═════ STUDY MATERIAL

//! In-memory store used by tests and benchmarks

use std::cell::{Cell, RefCell};
use std::collections::HashSet;
use std::path::PathBuf;

use log::trace;

use crate::entry::{Entry, EntryList, OrderOptions, ShareOptions, ShareResult, UploadPolicy};
use crate::error::{StoreError, StoreResult};
use crate::paths;

use super::{RemoteStore, Transfer, name_matches, share_password};

/// A remote tree held entirely in memory.
///
/// Entries are added with the builder methods; missing parent directories are
/// created on the fly. Listing failures can be injected per path, and every
/// `list` call is recorded so tests can check traversal order.
#[derive(Debug, Default)]
pub struct MemoryStore {
    entries: RefCell<Vec<Entry>>,
    failing: HashSet<String>,
    fail_uploads: bool,
    fail_shares: bool,
    listed: RefCell<Vec<String>>,
    uploads: RefCell<Vec<(PathBuf, String)>>,
    next_id: Cell<u64>,
    shares: Cell<u64>,
}

impl MemoryStore {
    pub fn new() -> Self {
        Self::default()
    }

    pub fn with_dir(self, path: &str) -> Self {
        self.insert(Entry::dir(&paths::normalize(path)));
        self
    }

    pub fn with_file(self, path: &str, size: u64) -> Self {
        self.insert(Entry::file(&paths::normalize(path), size));
        self
    }

    /// Add a fully specified entry.
    pub fn with_entry(self, entry: Entry) -> Self {
        self.insert(entry);
        self
    }

    /// Make every `list` of `path` fail.
    pub fn fail_listing(mut self, path: &str) -> Self {
        self.failing.insert(paths::normalize(path));
        self
    }

    pub fn fail_uploads(mut self) -> Self {
        self.fail_uploads = true;
        self
    }

    pub fn fail_shares(mut self) -> Self {
        self.fail_shares = true;
        self
    }

    /// Paths passed to `list`, in call order.
    pub fn listed_paths(&self) -> Vec<String> {
        self.listed.borrow().clone()
    }

    /// Local files uploaded so far with their remote directory.
    pub fn uploads(&self) -> Vec<(PathBuf, String)> {
        self.uploads.borrow().clone()
    }

    pub fn entry(&self, path: &str) -> Option<Entry> {
        let path = paths::normalize(path);
        self.entries.borrow().iter().find(|e| e.path == path).cloned()
    }

    fn insert(&self, mut entry: Entry) {
        if entry.path == "/" {
            return;
        }
        if let Some((parent, _)) = entry.path.rsplit_once('/') {
            if !parent.is_empty() && self.entry(parent).is_none() {
                self.insert(Entry::dir(parent));
            }
        }

        if entry.fs_id == 0 {
            let id = self.next_id.get() + 1;
            self.next_id.set(id);
            entry.fs_id = id;
        }

        let mut entries = self.entries.borrow_mut();
        entries.retain(|e| e.path != entry.path);
        entries.push(entry);
    }

    fn check_dir(&self, path: &str) -> StoreResult<()> {
        if path == "/" {
            return Ok(());
        }
        match self.entry(path) {
            Some(e) if e.is_dir => Ok(()),
            Some(_) => Err(StoreError::NotADirectory(path.to_string())),
            None => Err(StoreError::NotFound(path.to_string())),
        }
    }

    fn children(&self, path: &str) -> Vec<Entry> {
        self.entries
            .borrow()
            .iter()
            .filter(|e| parent_of(&e.path) == path)
            .cloned()
            .collect()
    }
}

fn parent_of(path: &str) -> &str {
    match path.rsplit_once('/') {
        Some(("", _)) => "/",
        Some((parent, _)) => parent,
        None => "",
    }
}

impl RemoteStore for MemoryStore {
    fn list(&self, path: &str, order: Option<&OrderOptions>) -> StoreResult<EntryList> {
        let path = paths::normalize(path);
        trace!("memory list {}", path);
        self.listed.borrow_mut().push(path.clone());

        if self.failing.contains(&path) {
            return Err(StoreError::Other(format!("listing {} refused", path)));
        }
        self.check_dir(&path)?;

        let mut children = self.children(&path);
        order.copied().unwrap_or_default().sort(&mut children);
        Ok(EntryList::new(children))
    }

    fn search(&self, path: &str, keyword: &str, recursive: bool) -> StoreResult<EntryList> {
        let path = paths::normalize(path);
        self.check_dir(&path)?;

        let prefix = if path == "/" {
            "/".to_string()
        } else {
            format!("{}/", path)
        };

        let mut found: Vec<Entry> = self
            .entries
            .borrow()
            .iter()
            .filter(|e| {
                if recursive {
                    e.path.starts_with(&prefix)
                } else {
                    parent_of(&e.path) == path
                }
            })
            .filter(|e| name_matches(&e.name, keyword))
            .cloned()
            .collect();
        found.sort_by(|a, b| a.path.cmp(&b.path));
        Ok(EntryList::new(found))
    }

    fn share(&self, targets: &[String], options: &ShareOptions) -> StoreResult<ShareResult> {
        if self.fail_shares {
            return Err(StoreError::Other("sharing disabled".to_string()));
        }
        if targets.is_empty() {
            return Err(StoreError::InvalidPath("nothing to share".to_string()));
        }
        if targets.len() > 1 && !options.combined {
            return Err(StoreError::Other(
                "sharing several paths requires a combined share".to_string(),
            ));
        }
        for path in targets {
            let path = paths::normalize(path);
            if path != "/" && self.entry(&path).is_none() {
                return Err(StoreError::NotFound(path));
            }
        }

        let share_id = self.shares.get() + 1;
        self.shares.set(share_id);
        Ok(ShareResult {
            share_id,
            link: format!("memory://share/{}", share_id),
            password: share_password(share_id),
        })
    }
}

impl Transfer for MemoryStore {
    fn upload(
        &self,
        files: &[PathBuf],
        remote_dir: &str,
        policy: UploadPolicy,
    ) -> StoreResult<()> {
        if self.fail_uploads {
            return Err(StoreError::Other("upload refused".to_string()));
        }
        let remote_dir = paths::normalize(remote_dir);
        self.check_dir(&remote_dir)?;

        for file in files {
            let size = std::fs::metadata(file)?.len();
            let name = file
                .file_name()
                .map(|n| n.to_string_lossy().to_string())
                .ok_or_else(|| StoreError::InvalidPath(file.display().to_string()))?;
            let target = paths::join(&remote_dir, &name);

            if self.entry(&target).is_some() {
                match policy {
                    UploadPolicy::Overwrite => {}
                    UploadPolicy::Skip => continue,
                    UploadPolicy::Fail => return Err(StoreError::AlreadyExists(target)),
                }
            }

            self.insert(Entry::file(&target, size));
            self.uploads
                .borrow_mut()
                .push((file.clone(), remote_dir.clone()));
        }
        Ok(())
    }
}

#[cfg(test)]
mod tests {
    use super::*;

    fn store() -> MemoryStore {
        MemoryStore::new()
            .with_file("/docs/a.txt", 1024)
            .with_file("/docs/sub/b.txt", 2048)
            .with_file("/docs/sub/report.pdf", 10)
    }

    #[test]
    fn test_parents_created_implicitly() {
        let store = store();
        assert!(store.entry("/docs").is_some_and(|e| e.is_dir));
        assert!(store.entry("/docs/sub").is_some_and(|e| e.is_dir));
    }

    #[test]
    fn test_list_directories_first() {
        let list = store().list("/docs", None).unwrap();
        let names: Vec<&str> = list.iter().map(|e| e.name.as_str()).collect();
        assert_eq!(names, vec!["sub", "a.txt"]);
    }

    #[test]
    fn test_list_errors() {
        let store = store().fail_listing("/docs/sub");
        assert!(store.list("/missing", None).unwrap_err().is_not_found());
        assert!(matches!(
            store.list("/docs/a.txt", None),
            Err(StoreError::NotADirectory(_))
        ));
        assert!(store.list("/docs/sub", None).is_err());
        assert_eq!(
            store.listed_paths(),
            vec!["/missing", "/docs/a.txt", "/docs/sub"]
        );
    }

    #[test]
    fn test_search_recursive_and_shallow() {
        let store = store();
        let deep = store.search("/docs", "TXT", true).unwrap();
        let paths: Vec<&str> = deep.iter().map(|e| e.path.as_str()).collect();
        assert_eq!(paths, vec!["/docs/a.txt", "/docs/sub/b.txt"]);

        let shallow = store.search("/docs", "txt", false).unwrap();
        assert_eq!(shallow.len(), 1);
    }

    #[test]
    fn test_share() {
        let store = store();
        let combined = ShareOptions { combined: true };
        let share = store.share(&["/docs".to_string()], &combined).unwrap();
        assert_eq!(share.share_id, 1);
        assert_eq!(share.password.len(), 4);

        let two = vec!["/docs".to_string(), "/docs/sub".to_string()];
        assert!(store.share(&two, &ShareOptions::default()).is_err());
        assert!(store.share(&two, &combined).is_ok());
        assert!(
            store
                .share(&["/nope".to_string()], &combined)
                .unwrap_err()
                .is_not_found()
        );
    }

    #[test]
    fn test_upload_policies() {
        let dir = tempfile::tempdir().unwrap();
        let local = dir.path().join("a.txt");
        std::fs::write(&local, "hello").unwrap();
        let store = store();

        store
            .upload(&[local.clone()], "/docs", UploadPolicy::Skip)
            .unwrap();
        assert_eq!(store.entry("/docs/a.txt").unwrap().size, 1024);

        assert!(matches!(
            store.upload(&[local.clone()], "/docs", UploadPolicy::Fail),
            Err(StoreError::AlreadyExists(_))
        ));

        store
            .upload(&[local.clone()], "/docs", UploadPolicy::Overwrite)
            .unwrap();
        assert_eq!(store.entry("/docs/a.txt").unwrap().size, 5);
        assert_eq!(store.uploads().len(), 1);
    }
}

══════════

__WHAT IS EXPECTED__:
When the word "true" shows up in a line of the entries, pull that line out.

__THE ANSWER__:
        self.fail_uploads = true;
        self.fail_shares = true;
        let deep = store.search("/docs", "TXT", true).unwrap();
        let combined = ShareOptions { combined: true };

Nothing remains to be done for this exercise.